A further amendment we will seek will be to strike out the as-of-right capacity for an agency to increase the time frame for a response from 30 to 45 days when consultation is required. There is a proposed provision in the bill which allows for an extension of 30 days by agreement with the FOI applicant, and we believe that that is more than adequate as a mechanism when consultation is required which may exceed the proposed default 30-day time frame. We believe that if the government says it is changing the default time frame for an FOI response from 45 to 30 days, then that is what it should do — not use a backdoor mechanism to preserve a 45-day window.

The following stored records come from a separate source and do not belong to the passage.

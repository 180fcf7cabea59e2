//! # Pattern Grader
//!
//! The main binary for the design-pattern compliance grader.
//!
//! ## Architecture
//!
//! ```text
//! ┌───────────────────────────────────────────────────────────┐
//! │                 apps/pattern-grader (THE BINARY)          │
//! │                                                           │
//! │   ┌─────────────┐   ┌─────────────┐   ┌──────────────┐    │
//! │   │    CLI      │   │   Config    │   │   Reporter   │    │
//! │   │   (clap)    │   │   (toml)    │   │ (files/json) │    │
//! │   └──────┬──────┘   └──────┬──────┘   └──────┬───────┘    │
//! │          └─────────────────┼─────────────────┘            │
//! │                            ▼                              │
//! │                ┌──────────────────────┐                   │
//! │                │ pattern-grader-core  │                   │
//! │                │    (THE PIPELINE)    │                   │
//! │                └──────────────────────┘                   │
//! └───────────────────────────────────────────────────────────┘
//! ```
//!
//! ## Usage
//!
//! ```bash
//! pattern-grader grade reference.complete --output out/
//! pattern-grader grade reference.unsafe --preset singleton-only --json
//! pattern-grader stepped reference.complete
//! pattern-grader list
//! ```
//!
//! Exit status is 0 when the submission passed and 1 otherwise.

use clap::Parser;
use pattern_grader::cli;
use tracing_subscriber::{EnvFilter, layer::SubscriberExt, util::SubscriberInitExt};

// =============================================================================
// APPLICATION ENTRY POINT
// =============================================================================

fn main() {
    let cli = cli::Cli::parse();
    init_tracing(cli.verbose);

    match cli::execute(cli) {
        Ok(true) => {}
        Ok(false) => std::process::exit(1),
        Err(e) => {
            tracing::error!("Error: {}", e);
            std::process::exit(1);
        }
    }
}

/// PATTERN_GRADER_LOG_FORMAT=json enables machine-parseable output.
fn init_tracing(verbose: bool) {
    let log_format =
        std::env::var("PATTERN_GRADER_LOG_FORMAT").unwrap_or_else(|_| "text".to_string());

    let default_level = if verbose {
        "pattern_grader=debug,pattern_grader_core=debug"
    } else {
        "pattern_grader=info"
    };
    let filter = EnvFilter::try_from_env("PATTERN_GRADER_LOG")
        .or_else(|_| EnvFilter::try_from_default_env())
        .unwrap_or_else(|_| default_level.into());

    match log_format.as_str() {
        "json" => {
            tracing_subscriber::registry()
                .with(filter)
                .with(tracing_subscriber::fmt::layer().json().with_writer(std::io::stderr))
                .init();
        }
        _ => {
            tracing_subscriber::registry()
                .with(filter)
                .with(tracing_subscriber::fmt::layer().with_writer(std::io::stderr))
                .init();
        }
    }
}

This piece of legislation is concerning. There is the lack of consultation undertaken with the existing office-holders, the fact that without explanation the government is seeking to implement a model which has failed in jurisdiction after jurisdiction around Australia and the fact that it is also seeking to do this without providing any explanation as to how the existing framework, which is only a couple of years old, is defective. We believe that these issues need to be ventilated before this house proceeds with the consideration of this legislation. So it is my intention when this bill reaches the end of the second-reading stage to seek a referral of the bill to the legal and social issues committee of the Legislative Council to allow it to undertake a short inquiry into this bill, to conduct public hearings at which it can call on the privacy commissioner, the FOI commissioner and the Law Institute of Victoria — which is also an interested party in this and which has given extensive commentary on the proposed legislation — to give evidence, to test this proposed model that is being proposed for Victoria versus the way in which it is operated in other jurisdictions in Australia and to give an opportunity to the minister and the Department of Premier and Cabinet to explain why a model which has only been in place for a couple of years needs to be replaced with a new model that has failed in other jurisdictions and to outline the policy reasons why these changes are being made.

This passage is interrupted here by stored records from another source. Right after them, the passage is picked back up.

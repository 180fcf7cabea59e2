//! # Grading Configuration
//!
//! Every type name, candidate list, token and concurrency constant the
//! checklists use. All fields have defaults, so an empty document (or no
//! document at all) yields the standard grading run.
//!
//! The core never reads files; the application deserializes this from TOML.

use crate::concurrency::{DEFAULT_CALLERS, DEFAULT_TIMEOUT_MS};
use crate::result::MergePolicy;
use crate::types::GradeError;
use serde::{Deserialize, Serialize};

fn strings(items: &[&str]) -> Vec<String> {
    items.iter().map(|item| (*item).to_string()).collect()
}

// =============================================================================
// FACTORY
// =============================================================================

#[derive(Debug, Clone, PartialEq, Eq, Serialize, Deserialize)]
#[serde(default)]
pub struct FactoryConfig {
    /// The capability (product) interface.
    pub capability: String,
    /// The creator type.
    pub factory: String,
    /// Names of the concrete products to look for.
    pub candidates: Vec<String>,
    /// Tokens driven through the creator.
    pub tokens: Vec<String>,
    /// A token no creator should recognize.
    pub unknown_token: String,
    pub min_implementations: usize,
    pub min_created: usize,
}

impl Default for FactoryConfig {
    fn default() -> Self {
        Self {
            capability: "Processor".to_string(),
            factory: "ProcessorFactory".to_string(),
            candidates: strings(&[
                "DataProcessor",
                "ComputeProcessor",
                "IOProcessor",
                "BadDataProcessor",
                "BadComputeProcessor",
                "BadIOProcessor",
                "DataProcessingStrategy",
                "ComputeProcessingStrategy",
                "IOProcessingStrategy",
            ]),
            tokens: strings(&["DATA", "COMPUTE", "IO", "data", "compute", "io"]),
            unknown_token: "UNKNOWN_TYPE".to_string(),
            min_implementations: 3,
            min_created: 2,
        }
    }
}

// =============================================================================
// SINGLETON
// =============================================================================

#[derive(Debug, Clone, PartialEq, Eq, Serialize, Deserialize)]
#[serde(default)]
pub struct SingletonConfig {
    pub target: String,
    pub callers: usize,
    pub timeout_ms: u64,
    /// Member names that never count as the type's own behavior.
    pub default_members: Vec<String>,
}

impl Default for SingletonConfig {
    fn default() -> Self {
        Self {
            target: "NodeManager".to_string(),
            callers: DEFAULT_CALLERS,
            timeout_ms: DEFAULT_TIMEOUT_MS,
            default_members: strings(&[
                "hashCode",
                "equals",
                "toString",
                "wait",
                "notify",
                "notifyAll",
                "getClass",
            ]),
        }
    }
}

// =============================================================================
// OBSERVER
// =============================================================================

#[derive(Debug, Clone, PartialEq, Eq, Serialize, Deserialize)]
#[serde(default)]
pub struct ObserverConfig {
    pub capability: String,
    pub event: String,
    pub publisher: String,
    /// Concrete observers expected to implement the capability.
    pub observers: Vec<String>,
    /// Name fragments the event's accessors should cover.
    pub event_accessors: Vec<String>,
    pub min_accessors: usize,
    pub subscribe_names: Vec<String>,
    pub unsubscribe_names: Vec<String>,
    pub publish_names: Vec<String>,
    pub min_observers: usize,
}

impl Default for ObserverConfig {
    fn default() -> Self {
        Self {
            capability: "EventObserver".to_string(),
            event: "ProcessEvent".to_string(),
            publisher: "EventPublisher".to_string(),
            observers: strings(&["LoggingObserver", "AlertingObserver"]),
            event_accessors: strings(&["id", "type", "message", "time"]),
            min_accessors: 4,
            subscribe_names: strings(&["add", "register", "subscribe"]),
            unsubscribe_names: strings(&["remove", "unregister", "unsubscribe"]),
            publish_names: strings(&["publish", "notify", "fire"]),
            min_observers: 2,
        }
    }
}

// =============================================================================
// COMMAND
// =============================================================================

#[derive(Debug, Clone, PartialEq, Eq, Serialize, Deserialize)]
#[serde(default)]
pub struct CommandConfig {
    pub capability: String,
    pub concrete: String,
    pub invoker: String,
    /// Zero-argument members the capability must declare.
    pub required_members: Vec<String>,
    pub execute_names: Vec<String>,
    pub undo_names: Vec<String>,
    pub history_names: Vec<String>,
}

impl Default for CommandConfig {
    fn default() -> Self {
        Self {
            capability: "Command".to_string(),
            concrete: "ProcessCommand".to_string(),
            invoker: "CommandInvoker".to_string(),
            required_members: strings(&["execute", "undo", "getDescription", "getCommandId"]),
            execute_names: strings(&["execute"]),
            undo_names: strings(&["undo"]),
            history_names: strings(&["history", "get"]),
        }
    }
}

// =============================================================================
// INTEGRATION
// =============================================================================

#[derive(Debug, Clone, PartialEq, Eq, Serialize, Deserialize)]
#[serde(default)]
pub struct IntegrationConfig {
    pub tokens: Vec<String>,
    /// Input handed to the product created for the token at the same index.
    pub inputs: Vec<String>,
    /// Member names tried, in order, to drive a product.
    pub process_names: Vec<String>,
    pub min_completed: usize,
    /// Share of behavioral types that must be present, in percent.
    pub completeness_percent: u32,
}

impl Default for IntegrationConfig {
    fn default() -> Self {
        Self {
            tokens: strings(&["DATA", "COMPUTE", "IO"]),
            inputs: strings(&["test data", "performance metrics", "log files"]),
            process_names: strings(&["process", "processData", "compute", "performIO"]),
            min_completed: 2,
            completeness_percent: 80,
        }
    }
}

// =============================================================================
// GRADING CONFIG
// =============================================================================

/// Complete configuration for one grading run.
#[derive(Debug, Clone, PartialEq, Eq, Default, Serialize, Deserialize)]
#[serde(default)]
pub struct GradingConfig {
    pub merge_policy: MergePolicy,
    pub factory: FactoryConfig,
    pub singleton: SingletonConfig,
    pub observer: ObserverConfig,
    pub command: CommandConfig,
    pub integration: IntegrationConfig,
}

impl GradingConfig {
    /// Reject configurations no submission could pass.
    pub fn validate(&self) -> Result<(), GradeError> {
        let names = [
            ("factory.capability", &self.factory.capability),
            ("factory.factory", &self.factory.factory),
            ("singleton.target", &self.singleton.target),
            ("observer.capability", &self.observer.capability),
            ("observer.event", &self.observer.event),
            ("observer.publisher", &self.observer.publisher),
            ("command.capability", &self.command.capability),
            ("command.concrete", &self.command.concrete),
            ("command.invoker", &self.command.invoker),
        ];
        if let Some((field, _)) = names.iter().find(|(_, value)| value.trim().is_empty()) {
            return Err(GradeError::Config(format!("{field} must not be blank")));
        }

        if self.factory.tokens.is_empty() {
            return Err(GradeError::Config("factory.tokens must not be empty".into()));
        }
        if self.factory.min_created > self.factory.tokens.len() {
            return Err(GradeError::Config(format!(
                "factory.min_created ({}) exceeds the number of tokens ({})",
                self.factory.min_created,
                self.factory.tokens.len()
            )));
        }
        if self.integration.tokens.len() != self.integration.inputs.len() {
            return Err(GradeError::Config(format!(
                "integration.tokens ({}) and integration.inputs ({}) must pair up",
                self.integration.tokens.len(),
                self.integration.inputs.len()
            )));
        }
        if self.integration.min_completed > self.integration.tokens.len() {
            return Err(GradeError::Config(format!(
                "integration.min_completed ({}) exceeds the number of tokens ({})",
                self.integration.min_completed,
                self.integration.tokens.len()
            )));
        }
        if self.integration.completeness_percent > 100 {
            return Err(GradeError::Config(
                "integration.completeness_percent must be at most 100".into(),
            ));
        }
        if self.singleton.callers == 0 || self.singleton.timeout_ms == 0 {
            return Err(GradeError::Config(
                "singleton.callers and singleton.timeout_ms must be positive".into(),
            ));
        }

        Ok(())
    }
}

// =============================================================================
// TESTS
// =============================================================================

#[cfg(test)]
mod tests {
    use super::*;

    #[test]
    fn defaults_are_valid() {
        let config = GradingConfig::default();
        assert!(config.validate().is_ok());
        assert_eq!(config.singleton.callers, 50);
        assert_eq!(config.singleton.timeout_ms, 10_000);
        assert_eq!(config.factory.tokens.len(), 6);
        assert_eq!(config.merge_policy, MergePolicy::AppendOnly);
    }

    #[test]
    fn blank_type_name_rejected() {
        let mut config = GradingConfig::default();
        config.singleton.target = "  ".to_string();
        let err = config.validate().expect_err("blank target");
        assert!(err.to_string().contains("singleton.target"));
    }

    #[test]
    fn unpaired_integration_inputs_rejected() {
        let mut config = GradingConfig::default();
        config.integration.inputs.pop();
        assert!(config.validate().is_err());
    }

    #[test]
    fn min_created_bounded_by_tokens() {
        let mut config = GradingConfig::default();
        config.factory.tokens = vec!["ONLY".to_string()];
        assert!(config.validate().is_err());
    }
}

We believe that with this legislation, given the uncertainty of the policy basis behind it and given the evidence that policy consultation was not undertaken with the statutory office holders whose roles are to be abolished by the legislation, having a short, sharp inquiry through the Legislative Council's legal and social issues committee is an appropriate next step to get these policy issues considered before the finality of the legislation is dealt with. So the coalition will be reserving its final position on this legislation. We do seek the house's support for a short inquiry and a public hearing session through the legal and social issues committee. Following that we will be seeking the house's consideration of the amendments that we seek to bring to this legislation.

The way in which this legislation has come together is troubling. The implications it has for statutory offices in this state, given the history we have seen with other government entities in the state, such as the Country Fire Authority, is also troubling. Considerable explanation and rationale will need to be provided by the government in respect of a range of the changes it is seeking to make through this legislation before the coalition can provide any support for it.